The company says that it’s still working on a fix right now

Jan 9, 2013 11:11 GMT  ·  By

Patch Tuesday doesn’t bring a fix for the recently discovered Internet Explorer 8 security flaw, but Microsoft claims that it’s still working on it, so an official patch should be released anytime soon.

Even though a security company has revealed that it had managed to bypass Microsoft’s one-click “Fix it” solution for Internet Explorer 8 and older, the Redmond-based software firm says that users are fully protected if they deploy the patch.

“We’ve reviewed the information and are working on an update, which we will make available to all customers on IE6-8 as soon as it is ready for distribution,” said Dustin Childs, group manager, Microsoft Trustworthy Computing, according to ThreatPost.

“In the meantime, the current Fix it, mitigations and workarounds available in Security Advisory 2794220 fully protect against all known active attacks. We also continue to encourage customers to upgrade their browsers to IE9-10, which are not affected by this issue.”

While Internet Explorer 9 and Internet Explorer 10 are not affected by the issue, security vendors across the globe are confirming that more websites have been compromised in order to exploit the flaw.

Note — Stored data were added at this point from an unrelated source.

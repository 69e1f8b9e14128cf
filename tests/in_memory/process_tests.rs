//! Child processes owned by mounts.

#![cfg(unix)]

use super::helpers::{config, echo, entered};
use mosaic::compositor::CompositorConfig;
use mosaic::compositor::adapters::memory::ScriptedConnector;
use mosaic::compositor::adapters::{ChildProcessResource, ProcessCommand};
use rstest::rstest;
use std::sync::Arc;

fn sleeper() -> Arc<ChildProcessResource> {
    let command = ProcessCommand::new("sleep")
        .expect("command should be valid")
        .arg("30");
    Arc::new(ChildProcessResource::spawn(&command).expect("sleep should spawn"))
}

fn owning(child: &Arc<ChildProcessResource>, name: &str) -> ScriptedConnector {
    let shared: Arc<ChildProcessResource> = Arc::clone(child);
    ScriptedConnector::new(echo(name)).with_shared_resource(shared)
}

#[rstest]
#[tokio::test(flavor = "multi_thread")]
async fn unmount_stops_the_child_process(config: CompositorConfig) {
    let compositor = entered(config).await;
    let child = sleeper();
    compositor
        .mount("tools", &owning(&child, "tools"))
        .await
        .expect("mount should succeed");
    assert!(child.is_running().await.expect("poll"));

    compositor.unmount("tools").await.expect("unmount");

    assert!(!child.is_running().await.expect("poll"));
}

#[rstest]
#[tokio::test(flavor = "multi_thread")]
async fn failed_handshake_stops_the_child_process(config: CompositorConfig) {
    let compositor = entered(config).await;
    let child = sleeper();

    let result = compositor
        .mount("tools", &owning(&child, "tools").failing("no handshake"))
        .await;

    assert!(result.is_err());
    assert!(!child.is_running().await.expect("poll"));
}

#[rstest]
#[tokio::test(flavor = "multi_thread")]
async fn exit_stops_every_child_process(config: CompositorConfig) {
    let compositor = entered(config).await;
    let children = [sleeper(), sleeper()];
    for (index, child) in children.iter().enumerate() {
        let name = format!("tools{index}");
        compositor
            .mount(&name, &owning(child, &name))
            .await
            .expect("mount should succeed");
    }

    let report = compositor.exit().await.expect("exit");

    assert!(report.is_clean(), "unexpected failures: {report:?}");
    for child in &children {
        assert!(!child.is_running().await.expect("poll"));
    }
}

“The whole point of the waterhole tactic is that they believe such sites, although usually not with high numbers of users, will have interesting visitors,” said Jindrich Kubec, Avast Virus Lab’s director of Threat Intelligence. “At least two of the sites use the same spyware binary with exactly same configuration. The rest look a bit different, but we haven’t investigated it thoroughly yet.”

Security firm Exodus announced last week that it had managed to bypass Microsoft’s “Fix it” tool and compromise a fully-patched system.

Details on this exploit are not provided for the time being, as Exodus has decided to let Microsoft address the vulnerability and only then release more information about the way it compromised the browser.